What is Training Data

Top Previous Next

The training data includes many sets of input variables and a corresponding output variable. If you’re familiar with statistics, the inputs are often called independent variables and the output (classification) is called the dependent variable. Each set of corresponding independent variables and dependent variable is called an observation or example. An example of data from the pH.csv file included in your \ChaosHunter\Examples subdirectory appears below.

Datagrid pH file

The examples in the training data should include a representative set of the problems likely to be encountered in the real world. For example, if you want to build a formula that predicts the pH value for a chemical process, you would consider inputs such as the amount of caustic soda flow and the amount of organic acid flow. You would need to include historical examples for all times of the year so you could account for seasonal variations (perhaps including a year or two of historical data). If you want to create a formula for predicting price change in stocks, you need to include historical examples of markets when the price went up, when it went down, and when it stayed the same. If historical information is not available, a subject matter expert could create training examples.

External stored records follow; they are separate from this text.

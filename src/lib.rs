// src/lib.rs
// Main library module declarations

pub mod domain;
pub mod application;
pub mod infrastructure;
pub mod adapter;
pub mod config;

Warning: A formula developed by ChaosHunter (or any model) is only as good as the data with which you train it. If you do not provide inputs that effect the prediction, you cannot expect to get perfect formulas. If you do not show the model a wide variety of examples covering a range of input and output combinations, the formula may not later be able to accurately predict from some combinations of inputs.

Therefore, if your formula is not as accurate as you would like, investigate to see if you have provided the proper input variables, and an appropriate set of training examples.